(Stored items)
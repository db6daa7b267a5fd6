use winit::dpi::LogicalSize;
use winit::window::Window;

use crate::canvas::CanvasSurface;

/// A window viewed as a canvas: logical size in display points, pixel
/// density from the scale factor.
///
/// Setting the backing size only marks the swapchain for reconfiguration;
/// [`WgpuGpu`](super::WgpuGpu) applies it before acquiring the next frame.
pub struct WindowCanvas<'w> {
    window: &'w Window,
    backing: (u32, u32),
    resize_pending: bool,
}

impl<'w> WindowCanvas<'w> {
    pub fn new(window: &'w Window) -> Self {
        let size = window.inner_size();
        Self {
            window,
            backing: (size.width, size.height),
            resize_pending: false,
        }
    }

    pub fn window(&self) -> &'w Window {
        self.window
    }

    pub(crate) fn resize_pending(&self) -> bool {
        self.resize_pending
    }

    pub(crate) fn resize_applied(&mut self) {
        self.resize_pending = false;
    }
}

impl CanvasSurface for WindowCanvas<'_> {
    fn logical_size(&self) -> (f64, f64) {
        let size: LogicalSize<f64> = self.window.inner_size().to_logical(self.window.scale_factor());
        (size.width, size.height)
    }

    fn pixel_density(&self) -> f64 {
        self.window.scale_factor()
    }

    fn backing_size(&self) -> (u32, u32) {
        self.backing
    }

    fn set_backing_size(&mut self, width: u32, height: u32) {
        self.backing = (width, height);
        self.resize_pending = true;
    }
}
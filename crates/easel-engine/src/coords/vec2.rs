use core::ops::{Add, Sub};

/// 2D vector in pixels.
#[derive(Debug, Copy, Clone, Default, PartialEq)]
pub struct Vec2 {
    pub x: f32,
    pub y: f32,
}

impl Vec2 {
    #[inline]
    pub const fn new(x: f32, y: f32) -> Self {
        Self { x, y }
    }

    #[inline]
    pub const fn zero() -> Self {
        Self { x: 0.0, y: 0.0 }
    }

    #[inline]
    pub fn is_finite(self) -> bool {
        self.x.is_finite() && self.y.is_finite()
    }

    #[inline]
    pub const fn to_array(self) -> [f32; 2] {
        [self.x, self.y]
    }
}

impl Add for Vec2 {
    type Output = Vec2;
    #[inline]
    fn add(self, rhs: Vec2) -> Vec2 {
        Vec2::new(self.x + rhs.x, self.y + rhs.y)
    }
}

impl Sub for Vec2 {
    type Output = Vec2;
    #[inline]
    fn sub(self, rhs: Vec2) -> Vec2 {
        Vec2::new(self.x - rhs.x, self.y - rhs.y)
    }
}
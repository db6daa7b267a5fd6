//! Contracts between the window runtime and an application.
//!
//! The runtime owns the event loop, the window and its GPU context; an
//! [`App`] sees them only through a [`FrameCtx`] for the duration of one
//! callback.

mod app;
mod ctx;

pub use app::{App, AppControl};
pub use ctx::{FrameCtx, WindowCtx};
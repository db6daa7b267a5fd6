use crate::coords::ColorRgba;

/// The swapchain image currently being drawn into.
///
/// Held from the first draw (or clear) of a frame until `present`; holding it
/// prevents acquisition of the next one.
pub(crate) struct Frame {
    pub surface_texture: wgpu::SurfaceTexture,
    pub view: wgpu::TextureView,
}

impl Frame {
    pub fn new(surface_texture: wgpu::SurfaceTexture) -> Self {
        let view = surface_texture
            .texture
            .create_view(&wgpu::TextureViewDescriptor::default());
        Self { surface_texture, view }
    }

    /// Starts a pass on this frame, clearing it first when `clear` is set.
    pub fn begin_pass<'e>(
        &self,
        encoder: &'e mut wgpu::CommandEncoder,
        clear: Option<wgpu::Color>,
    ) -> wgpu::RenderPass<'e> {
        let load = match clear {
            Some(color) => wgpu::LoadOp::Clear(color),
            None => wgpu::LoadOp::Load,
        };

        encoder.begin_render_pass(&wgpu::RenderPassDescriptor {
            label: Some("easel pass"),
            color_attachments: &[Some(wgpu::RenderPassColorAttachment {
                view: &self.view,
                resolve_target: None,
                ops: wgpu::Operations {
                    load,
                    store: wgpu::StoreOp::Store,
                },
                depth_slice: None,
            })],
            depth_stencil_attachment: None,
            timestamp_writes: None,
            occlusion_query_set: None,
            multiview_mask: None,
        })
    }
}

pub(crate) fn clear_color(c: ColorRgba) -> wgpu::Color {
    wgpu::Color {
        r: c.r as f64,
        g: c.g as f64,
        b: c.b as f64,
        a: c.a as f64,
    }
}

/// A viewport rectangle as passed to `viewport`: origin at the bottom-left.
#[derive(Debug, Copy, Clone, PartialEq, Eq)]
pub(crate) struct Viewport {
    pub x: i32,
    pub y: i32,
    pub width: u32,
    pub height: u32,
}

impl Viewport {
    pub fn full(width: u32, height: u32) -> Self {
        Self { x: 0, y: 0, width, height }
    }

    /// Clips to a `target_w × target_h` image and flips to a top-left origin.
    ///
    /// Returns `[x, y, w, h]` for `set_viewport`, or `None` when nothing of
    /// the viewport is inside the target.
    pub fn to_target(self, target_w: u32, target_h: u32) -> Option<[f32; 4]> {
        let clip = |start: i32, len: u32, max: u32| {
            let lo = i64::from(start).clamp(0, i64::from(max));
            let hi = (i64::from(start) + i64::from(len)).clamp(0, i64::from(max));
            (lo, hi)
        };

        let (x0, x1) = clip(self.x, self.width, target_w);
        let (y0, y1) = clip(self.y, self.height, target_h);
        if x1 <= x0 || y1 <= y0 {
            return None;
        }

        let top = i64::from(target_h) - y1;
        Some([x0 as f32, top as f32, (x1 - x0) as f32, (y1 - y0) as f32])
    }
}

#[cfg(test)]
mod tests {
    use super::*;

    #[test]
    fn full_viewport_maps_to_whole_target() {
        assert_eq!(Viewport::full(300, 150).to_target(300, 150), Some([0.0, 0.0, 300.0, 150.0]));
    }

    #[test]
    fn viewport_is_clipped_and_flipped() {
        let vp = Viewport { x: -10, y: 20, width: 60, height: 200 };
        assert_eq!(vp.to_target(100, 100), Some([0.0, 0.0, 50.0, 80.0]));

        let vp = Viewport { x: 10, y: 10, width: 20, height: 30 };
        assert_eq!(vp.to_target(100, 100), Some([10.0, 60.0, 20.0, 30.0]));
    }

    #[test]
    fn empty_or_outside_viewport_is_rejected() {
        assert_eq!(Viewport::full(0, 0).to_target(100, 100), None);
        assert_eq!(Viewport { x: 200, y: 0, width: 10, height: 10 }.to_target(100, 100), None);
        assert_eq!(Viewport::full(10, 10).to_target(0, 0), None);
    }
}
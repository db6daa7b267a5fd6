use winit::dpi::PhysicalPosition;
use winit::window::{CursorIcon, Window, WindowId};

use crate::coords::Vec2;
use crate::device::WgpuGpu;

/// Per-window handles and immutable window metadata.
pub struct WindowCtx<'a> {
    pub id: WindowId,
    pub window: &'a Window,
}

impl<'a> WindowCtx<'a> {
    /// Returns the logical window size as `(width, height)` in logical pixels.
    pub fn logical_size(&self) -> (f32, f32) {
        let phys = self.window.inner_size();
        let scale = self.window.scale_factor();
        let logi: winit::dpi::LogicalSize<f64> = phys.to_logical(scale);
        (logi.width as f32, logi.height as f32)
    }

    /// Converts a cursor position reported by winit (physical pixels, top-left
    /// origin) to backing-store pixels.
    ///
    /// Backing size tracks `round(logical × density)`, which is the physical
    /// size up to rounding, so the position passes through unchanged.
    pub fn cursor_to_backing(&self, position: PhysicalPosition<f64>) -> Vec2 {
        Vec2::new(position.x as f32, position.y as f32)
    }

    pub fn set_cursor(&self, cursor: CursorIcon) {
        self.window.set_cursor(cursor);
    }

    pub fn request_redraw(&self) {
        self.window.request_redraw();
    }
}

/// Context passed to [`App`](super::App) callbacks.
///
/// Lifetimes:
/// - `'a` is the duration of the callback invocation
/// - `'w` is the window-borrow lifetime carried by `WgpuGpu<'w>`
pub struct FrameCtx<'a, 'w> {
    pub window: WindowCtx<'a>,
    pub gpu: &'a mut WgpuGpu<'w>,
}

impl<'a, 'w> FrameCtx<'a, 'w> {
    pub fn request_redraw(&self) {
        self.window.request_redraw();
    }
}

Exercise details: All lines in the data above from the one with "impl CanvasSurface for" through the one with "fn pixel_density(&self) ->" must be repeated exactly, and no others.

Solution below:
impl CanvasSurface for WindowCanvas<'_> {
    fn logical_size(&self) -> (f64, f64) {
        let size: LogicalSize<f64> = self.window.inner_size().to_logical(self.window.scale_factor());
        (size.width, size.height)
    }

    fn pixel_density(&self) -> f64 {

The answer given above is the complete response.